The relative importance of agricultural activities versus climate as a driving factor in Holocene sediment dynamics has been investigated by many authors. Results indicate that although the sensitivity to climatic fluctuations is increased by changes in land use, the role of climate in sediment dynamics is often of minor importance compared to the anthropogenic impact in regions with a long history of human occupation (e.g. De Moor et al., 2008; Giosan et al., 2012; Hoffmann et al., 2008; Lang et al., 2003; Oldfield and Dearing, 2003). An accurate quantification of these long-term sediment fluxes caused by anthropogenic land-cover changes is essential to better understand how human-induced erosion has impacted the Earth’s biogeochemical cycles. Inspired by Ruddiman’s (2003) early anthropogenic hypothesis, several authors have calculated global cumulative carbon emissions resulting from agricultural expansion and intensification since prehistoric times (Boyle et al., 2011; Kaplan et al., 2011; Lemmen, 2009; Olofsson and Hickler, 2007). However, although soil erosion constitutes an important component of the carbon cycle (Lal, 2005; Van Oost et al., 2007), this indirect effect of anthropogenic land-cover change is not included in current Holocene carbon budgets. The quantification of long-term human-induced sediment redistribution on continental to global scales is critical to achieve this.

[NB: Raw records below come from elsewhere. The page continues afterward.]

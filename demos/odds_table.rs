extern crate bluff_odds;

mod common;

use bluff_odds::core::CardSet;
use bluff_odds::solver::{Catalog, Combination, Solver};
use clap::Parser;
use tracing::info;

#[derive(Parser, Debug)]
#[command(
    name = "odds_table",
    about = "Print exact combination probabilities for a known hand",
    long_about = "Print the exact probability of every catalog combination once a number of\n\
                  unknown cards join a known hand. Cards are written rank then suit, e.g.\n\
                  `9sTs` or `9♠T♠`."
)]
struct Args {
    #[command(flatten)]
    log: common::LogArgs,

    /// Cards already known (e.g. "AsKh"). Empty for none.
    #[arg(default_value = "")]
    hand: String,

    /// Number of unknown cards that will be revealed
    #[arg(short = 'n', long, default_value_t = 5)]
    draw: usize,

    /// Only show these combinations (catalog names, e.g. pair_A)
    #[arg(short = 'c', long = "combination")]
    combinations: Vec<String>,

    /// Only show the most likely combinations
    #[arg(long)]
    top: Option<usize>,

    /// Print the table as JSON
    #[arg(long)]
    json: bool,
}

fn main() -> Result<(), Box<dyn std::error::Error>> {
    let args = Args::parse();
    args.log.init();

    let hand: CardSet = args.hand.parse()?;
    let solver = Solver::new(hand, args.draw)?;
    let filter = args
        .combinations
        .iter()
        .map(|name| name.parse::<Combination>())
        .collect::<Result<Vec<_>, _>>()?;

    info!(%hand, draw = args.draw, "Computing odds table");
    let mut table = Catalog::global().odds(&solver);
    if !filter.is_empty() {
        table.retain(|row| filter.contains(&row.combination));
    }
    if let Some(top) = args.top {
        // Stable sort keeps catalog order between equal probabilities.
        table.sort_by(|a, b| b.probability.total_cmp(&a.probability));
        table.truncate(top);
    }

    if args.json {
        println!("{}", serde_json::to_string_pretty(&table)?);
        return Ok(());
    }

    println!("Hand: [{hand}]  unknown cards: {}", args.draw);
    println!("{:<16} {:>22} {:>10}", "combination", "odds", "percent");
    for row in &table {
        let odds = row.odds.reduced();
        println!(
            "{:<16} {:>22} {:>9.4}%",
            row.combination.to_string(),
            odds.to_string(),
            row.probability * 100.0
        );
    }
    Ok(())
}
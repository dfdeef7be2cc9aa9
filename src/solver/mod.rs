/// Exact favourable / total counts.
mod odds;
/// Export `Odds`
pub use self::odds::Odds;

/// Declarative requirements: per rank minimums, suit minimums and fixed
/// card sets.
mod requirement;
/// Export `Requirement` and `RankRequirement`
pub use self::requirement::{RankRequirement, Requirement};

/// The eleven combination categories and their parameters.
mod combination;
/// Export `Combination` and `Straight`
pub use self::combination::{Combination, Straight};

/// Module for the solver that turns a hand and a draw size into exact
/// probabilities.
mod exact_solver;
/// Export `Solver`
pub use self::exact_solver::Solver;

/// The ordered list of every combination a player can bet on.
mod catalog;
/// Export `Catalog` and friends
pub use self::catalog::{Catalog, CatalogEntry, CombinationOdds};
/// Number of ways to choose `k` items out of `n`.
///
/// Follows the combinatorial convention that choosing more items than exist
/// has zero ways, rather than being an error.
///
/// # Panics
///
/// Panics if the coefficient doesn't fit in a `u64` (`n` well past 60).
/// The 24 card domain never gets close.
///
/// # Examples
///
/// ```
/// use bluff_odds::core::binomial;
///
/// assert_eq!(1540, binomial(22, 3));
/// assert_eq!(0, binomial(3, 4));
/// ```
pub fn binomial(n: usize, k: usize) -> u64 {
    if k > n {
        return 0;
    }
    // Symmetry keeps the loop short and the intermediates small.
    let k = k.min(n - k) as u128;
    let n = n as u128;
    (0..k)
        .try_fold(1u128, |acc, i| acc.checked_mul(n - i).map(|wide| wide / (i + 1)))
        .and_then(|ways| u64::try_from(ways).ok())
        .unwrap_or_else(|| panic!("binomial({n}, {k}) overflows u64"))
}

#[cfg(test)]
mod tests {
    use super::*;

    #[test]
    fn test_edges() {
        assert_eq!(1, binomial(0, 0));
        assert_eq!(1, binomial(24, 0));
        assert_eq!(1, binomial(24, 24));
        assert_eq!(24, binomial(24, 1));
        assert_eq!(0, binomial(0, 1));
    }

    #[test]
    fn test_known_values() {
        assert_eq!(6, binomial(4, 2));
        assert_eq!(2_704_156, binomial(24, 12));
        assert_eq!(134_596, binomial(24, 6));
    }

    #[test]
    fn test_large_n() {
        assert_eq!(4_950, binomial(100, 2));
        assert_eq!(12_103_014, binomial(70, 5));
        assert_eq!(9_075_135_300, binomial(36, 18));
        // Largest central coefficient that fits in a u64.
        assert_eq!(14_226_520_737_620_288_370, binomial(67, 33));
    }

    #[test]
    #[should_panic(expected = "overflows u64")]
    fn test_overflow_panics() {
        binomial(70, 35);
    }

    #[test]
    fn test_pascal_rule() {
        for n in 1..=24 {
            for k in 1..=n {
                assert_eq!(binomial(n, k), binomial(n - 1, k - 1) + binomial(n - 1, k));
            }
        }
    }
}
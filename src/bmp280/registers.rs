/// BMP280 register map (Bosch Sensortec BMP280 datasheet, revision 1.26).
///
/// Only the registers used by the forced-mode acquisition are listed.
///
/// Key groups:
/// - **Measurement results** - 0xF7–0xFC (6 bytes): pressure (20-bit) + temperature (20-bit),
///   each stored big-endian as MSB, LSB, XLSB with the low nibble of XLSB unused
/// - **Control registers** - 0xF4 (oversampling + power mode), 0xF5 (IIR filter + 3-wire SPI)
/// - **Status** - 0xF3 (measuring / updating bits)
/// - **Reset & ID** - 0xE0 (soft reset), 0xD0 (chip ID)
/// - **Calibration** - 0x88–0xA1 (26 bytes, read-only, factory trimmed)
///
/// Usage example:
/// ```rust
/// use esp32s3_baro::bmp280::registers::Bmp280Register;
/// let reg_addr = Bmp280Register::CtrlMeas as u8;
/// assert_eq!(reg_addr, 0xF4);
/// ```
#[derive(Clone, Copy, Debug, PartialEq, Eq)]
#[cfg_attr(feature = "defmt", derive(defmt::Format))]
#[repr(u8)]
pub enum Bmp280Register {
    TempXlsb = 0xFC,
    TempLsb = 0xFB,
    TempMsb = 0xFA,
    PressXlsb = 0xF9,
    PressLsb = 0xF8,
    PressMsb = 0xF7,
    Config = 0xF5,
    CtrlMeas = 0xF4,
    // bit 3 - conversion running, bit 0 - NVM data being copied
    Status = 0xF3,
    // If 0xB6 is written to the register,
    // the device is reset using the complete power-on-reset procedure
    Reset = 0xE0,
    // Chip identification number
    // Must be 0x58 after start up
    Id = 0xD0,
    // Calibration values start address
    CalibStart = 0x88,
}

impl Bmp280Register {
    pub const fn addr(self) -> u8 {
        self as u8
    }
}

pub const BMP280_RESET_REG_VALUE: u8 = 0xB6;
pub const BMP280_CHIP_ID: u8 = 0x58;

/// I²C address with the SDO pin tied to GND.
pub const BMP280_ADDR_SDO_GND: u8 = 0x76;
/// I²C address with the SDO pin tied to VDDIO.
pub const BMP280_ADDR_SDO_VDD: u8 = 0x77;

/// Status bits that are set while a conversion is running (bit 3) or while
/// the NVM contents are being copied into the image registers (bit 0).
pub const STATUS_BUSY_MASK: u8 = 0b0000_1001;

/// Eleven little-endian calibration words followed by one reserved word.
pub const CALIB_LEN: usize = 26;

/// Length of a single raw result burst (MSB, LSB, XLSB).
pub const RAW_SAMPLE_LEN: usize = 3;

Although population growth has been a major driving force of land-cover changes throughout the Holocene, detailed analysis of historic sediment fluxes shows that the response of sediment fluxes along the hillslope–river continuum is not linearly scaled to population, and that colluvial and fluvial systems respond differently (Verstraeten et al., 2009b). As yet, the impact of long-term agriculture on sediment redistribution within a landscape has mainly been quantified through field-based sediment studies in a variety of regions and at different spatial scales (e.g. Bertran, 2004; Fuchs et al., 2011; Lespez, 2003; Macaire et al., 2002; Passmore and Macklin, 2001; Rommens et al., 2005; Trimble, 1999). Major drawbacks of this method, however, are its reliability on datable material with sufficiently high temporal resolution, and its time-consuming nature (Verstraeten et al., 2009a). This hampers the quantification of human impact on erosion and sedimentary systems at scales ranging from individual hillslopes to large fluvial basins.

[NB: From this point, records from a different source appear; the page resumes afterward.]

//! BMP280 barometric pressure/temperature sensor support for the ESP32-S3 board.
//!
//! The [`bmp280`] module is a blocking, `no_std` driver written against the
//! `embedded-hal` 1.0 I²C and delay traits. It runs forced-mode measurement
//! cycles and compensates the raw ADC counts with the vendor's fixed-point
//! formulas, producing temperature in 0.1 °C and pressure in 0.25 Pa.
#![cfg_attr(not(test), no_std)]

mod fmt;

pub mod bmp280;
//! Logging shims forwarding to `defmt` or `log`, whichever feature is enabled.
#![macro_use]
#![allow(unused_macros)]

macro_rules! trace {
    ($s:literal $(, $x:expr)* $(,)?) => {
        {
            #[cfg(feature = "log")]
            ::log::trace!($s $(, $x)*);
            #[cfg(feature = "defmt")]
            ::defmt::trace!($s $(, $x)*);
            #[cfg(not(any(feature = "log", feature = "defmt")))]
            let _ = ($( &$x, )*);
        }
    };
}

macro_rules! debug {
    ($s:literal $(, $x:expr)* $(,)?) => {
        {
            #[cfg(feature = "log")]
            ::log::debug!($s $(, $x)*);
            #[cfg(feature = "defmt")]
            ::defmt::debug!($s $(, $x)*);
            #[cfg(not(any(feature = "log", feature = "defmt")))]
            let _ = ($( &$x, )*);
        }
    };
}

macro_rules! info {
    ($s:literal $(, $x:expr)* $(,)?) => {
        {
            #[cfg(feature = "log")]
            ::log::info!($s $(, $x)*);
            #[cfg(feature = "defmt")]
            ::defmt::info!($s $(, $x)*);
            #[cfg(not(any(feature = "log", feature = "defmt")))]
            let _ = ($( &$x, )*);
        }
    };
}

macro_rules! warn {
    ($s:literal $(, $x:expr)* $(,)?) => {
        {
            #[cfg(feature = "log")]
            ::log::warn!($s $(, $x)*);
            #[cfg(feature = "defmt")]
            ::defmt::warn!($s $(, $x)*);
            #[cfg(not(any(feature = "log", feature = "defmt")))]
            let _ = ($( &$x, )*);
        }
    };
}

macro_rules! error {
    ($s:literal $(, $x:expr)* $(,)?) => {
        {
            #[cfg(feature = "log")]
            ::log::error!($s $(, $x)*);
            #[cfg(feature = "defmt")]
            ::defmt::error!($s $(, $x)*);
            #[cfg(not(any(feature = "log", feature = "defmt")))]
            let _ = ($( &$x, )*);
        }
    };
}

Geomorphic model approaches can to a large extent address these problems (e.g. Baartman et al., 2012; De Moor and Verstraeten, 2008; Ward et al., 2009), provided that accurate input data, including topography and land cover, are available. Previous studies have indeed shown that geomorphic models respond differently depending on the spatial resolution and accuracy of elevation data (Schoorl et al., 2000; Verstraeten, 2006). Modern digital elevation models from remote sensing are widely accessible on global scales and at high resolution, and Holocene topography has already been reconstructed through iterative landscape evolution modeling for a number of catchments (e.g. Coulthard et al., 2002; Temme et al., 2011). Moreover, global and continental databases of anthropogenic land use during historic and prehistoric times have recently been developed based on population and agricultural land per capita estimates (e.g. Kaplan et al., 2011; Klein Goldewijk et al., 2011; Lemmen, 2009; Pongratz et al., 2008), thus offering opportunities to estimate soil erosion and sediment redistribution on a Holocene timescale and in any region of interest. However, at present, the accuracy of the various land-cover reconstructions remains unknown. Furthermore, the spatial resolution of these land-cover maps is currently limited to 5 arcminutes at best. This questions their usefulness in geomorphic models, as erosion and sediment redistribution processes operate at much smaller spatial scales. Whereas geomorphic model sensitivity to observed and simulated land-cover conversions has been quantified previously (e.g. Collins et al., 2004; Nearing et al., 2005; Van Rompaey et al., 2003), the effect of the spatial resolution of land-cover data on modeled soil erosion and sediment delivery rates was not yet investigated. Therefore, the objective of the present study is to investigate how the spatial and thematic resolution of input land-cover maps affect the output of a geomorphic model that was calibrated to a spatial resolution of 100 m, and hence whether available land-cover reconstructions are suitable to be used for this purpose. Results of the modeling approach, conducted for the Scheldt catchment, are subsequently confronted with a field-based temporally explicit sediment budget.
Study area
The Scheldt River originates in northern France and flows over a course of 335 km through Belgium to the North Sea near Vlissingen, the Netherlands (Figure 1). The river’s catchment area is ~19,000 km2, when its estuary downstream of Rupelmonde is not included. Elevation in this area ranges from 0 to 275 m a.s.l., and the topography is characterized by a dense river network, creating a hilly landscape. Soils in the Scheldt River basin consist mainly of podzols in the sandy areas of the northern part, while the central and southern parts are dominated by silty loamy luvisols. Rainfall in the study area ranges between 600 and 900 mm/yr with an average value of approximately 800 mm/yr.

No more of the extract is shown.